Ghana was the first African country south of the Sahara to gain its independence. The process aimed at African representation had begun as early as the 1920s and under the post-World War II Constitution African parties were allowed to contest elections. But the British tended to favor cooperation with conservative African chiefs and a small intellectual elite, who no longer represented the people as a whole. Kwame Nkrumah, the leader of a Convention People’s Party, which began in 1949, encouraged the nationalist movement demanding immediate independence and led a campaign of nonviolent ‘positive action’ influenced by Gandhi and India’s struggle for independence.

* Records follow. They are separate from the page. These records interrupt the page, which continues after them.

impl<P: Params, R: PartialEq + 'static> SelectorNode<P, R> {
    pub fn id(&self) -> &MemberId {
        &self.id
    }

    /// Runs the stages against `state`.
    ///
    /// With `memo_on_args`, the combining stage is skipped when every input
    /// equals the one recorded in `memo`.
    pub fn compute(
        &self,
        store: &Store,
        state: &StoreState,
        params: &P,
        memo: Memo<'_, R>,
    ) -> Result<Rc<R>, Error> {
        if self.computing.replace(true) {
            return Err(Error::CyclicSelector(self.id.clone()));
        }
        let _reset = ResetOnDrop(&self.computing);
        let cx = SelectorContext { params, store };
        match &self.body {
            Body::Single(f) => {
                let value = Rc::new(f(state, &cx));
                Ok(match memo {
                    Memo::Settle(data) => data.settle(value),
                    Memo::None | Memo::Peek(_) => value,
                })
            }
            Body::Pipeline { stages, combine } => {
                let args = stages
                    .iter()
                    .map(|stage| stage.eval(store, state, &cx))
                    .collect::<Result<Vec<_>, _>>()?;
                if self.options.memo_on_args {
                    let last = match &memo {
                        Memo::None => None,
                        Memo::Peek(data) => reuse(stages, data, &args),
                        Memo::Settle(data) => reuse(stages, data, &args),
                    };
                    if let Some(last) = last {
                        return Ok(last);
                    }
                }
                let value = Rc::new(combine(&args, &cx));
                match memo {
                    Memo::Settle(data) => {
                        if self.options.memo_on_args {
                            data.last_args = Some(args);
                        }
                        Ok(data.settle(value))
                    }
                    Memo::None | Memo::Peek(_) => Ok(value),
                }
            }
        }
    }

    /// Evaluates through the store's cache.
    ///
    /// Only the current commit writes into the cache. An older snapshot of
    /// the same store may still reuse the cached result when its inputs match.
    fn evaluate_shared(
        self: &Rc<Self>,
        store: &Store,
        state: &StoreState,
        params: &P,
    ) -> Result<Rc<R>, Error> {
        if !store.owns(state) || store.name() != self.id.store {
            return Err(Error::ForeignState {
                store: self.id.store.clone(),
                state: state.store_name().to_owned(),
            });
        }
        if store.is_current(state) {
            if self.options.keep_memo {
                return store.entry_or_insert(self, params, true).pull(store, state);
            }
            if let Some(entry) = store.find_entry(self, params) {
                return entry.pull(store, state);
            }
        } else if self.options.memo_on_args {
            if let Some(entry) = store.find_entry(self, params) {
                return entry.peek(store, state);
            }
        }
        self.compute(store, state, params, Memo::None)
    }
}

/// How [`SelectorNode::compute`] uses a cache entry.
pub(crate) enum Memo<'a, R> {
    None,
    /// Reuse the recorded result if the inputs match, but record nothing.
    Peek(&'a EntryData<R>),
    /// Record the result and the inputs it was computed from.
    Settle(&'a mut EntryData<R>),
}

fn reuse<P: Params, R>(stages: &[Stage<P>], data: &EntryData<R>, args: &[Value]) -> Option<Rc<R>> {
    let (Some(last_args), Some(last)) = (&data.last_args, &data.last_selected) else {
        return None;
    };
    let same = last_args.len() == args.len()
        && stages
            .iter()
            .zip(last_args.iter().zip(args))
            .all(|(stage, (a, b))| stage.is_same(a, b));
    same.then(|| last.clone())
}

struct ResetOnDrop<'a>(&'a Cell<bool>);
impl Drop for ResetOnDrop<'_> {
    fn drop(&mut self) {
        self.0.set(false);
    }
}

/// A registered selector.
#[derive(Ex)]
#[derive_ex(Clone(bound()))]
pub struct Selector<P, R>(pub(crate) Rc<SelectorNode<P, R>>);

impl<P: Params, R: PartialEq + 'static> Selector<P, R> {
    pub fn id(&self) -> &MemberId {
        &self.0.id
    }
    pub fn options(&self) -> &SelectorOptions {
        &self.0.options
    }

    /// Evaluates the selector against `state`.
    ///
    /// Fails if the store is not created yet, if `state` belongs to another
    /// store, or if called from inside another selector's stage.
    pub fn select(&self, state: &StoreState, params: P) -> Result<Rc<R>, Error> {
        let store = self.0.binding.get()?;
        let _guard = store.enter_selecting()?;
        self.0.evaluate_shared(&store, state, &params)
    }

    /// Evaluates the selector against the store's current state.
    pub fn get(&self, params: P) -> Result<Rc<R>, Error> {
        let store = self.0.binding.get()?;
        self.select(&store.get_state(), params)
    }

    /// Drops the cached value for `params`.
    pub fn clear_cache(&self, params: P) -> Result<(), Error> {
        let store = self.0.binding.get()?;
        store.clear_entry(&self.0, &params);
        Ok(())
    }

    pub(crate) fn store(&self) -> Result<Store, Error> {
        self.0.binding.get()
    }
}
impl<P: 'static, R: 'static> fmt::Debug for Selector<P, R> {
    fn fmt(&self, f: &mut fmt::Formatter<'_>) -> fmt::Result {
        let mut d = f.debug_struct("Selector");
        d.field("id", &self.0.id);
        if let Some(signature) = &self.0.options.params_signature {
            d.field("params_signature", signature);
        }
        d.finish()
    }
}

After Nkrumah had been studying abroad for several years, J. B. Danquah, president of the Gold Coast’s first opposition political party, the United Gold Coast Convention (UGCC), invited Nkrumah to become the secretary of the Convention in 1947. Nkrumah arrived in December 1947 and began work immediately. In February 1948, a national crisis occurred. A group of unarmed African ex-servicemen set out on a march from Accra to the suburban residence of the British governor to present him with a petition of grievances. Ordered to stop, they refused and the police forces opened fire, killing two and wounding five of the participants. When news of the incident spread, rioting broke out in several towns. European and Asian stores were looted by the angry mob and the rioters forced open the Central Prison and set free its inmates. The riots spread from Accra to other cities, such as Nsawam, Koforidua, Akuse and Kumasi, and lasted for days, resulting in 29 deaths and 237 other casualties by the time they were over. Prior to the riots there had been a month-long peaceful boycott of all European and Syrian merchandise organized by Nii Kwabena Bonne III, a Ga Chief, who was trying to force the foreign shopkeepers to reduce the exorbitant prices they were charging Africans for essential commodities. The boycott ended the very day the riots broke out.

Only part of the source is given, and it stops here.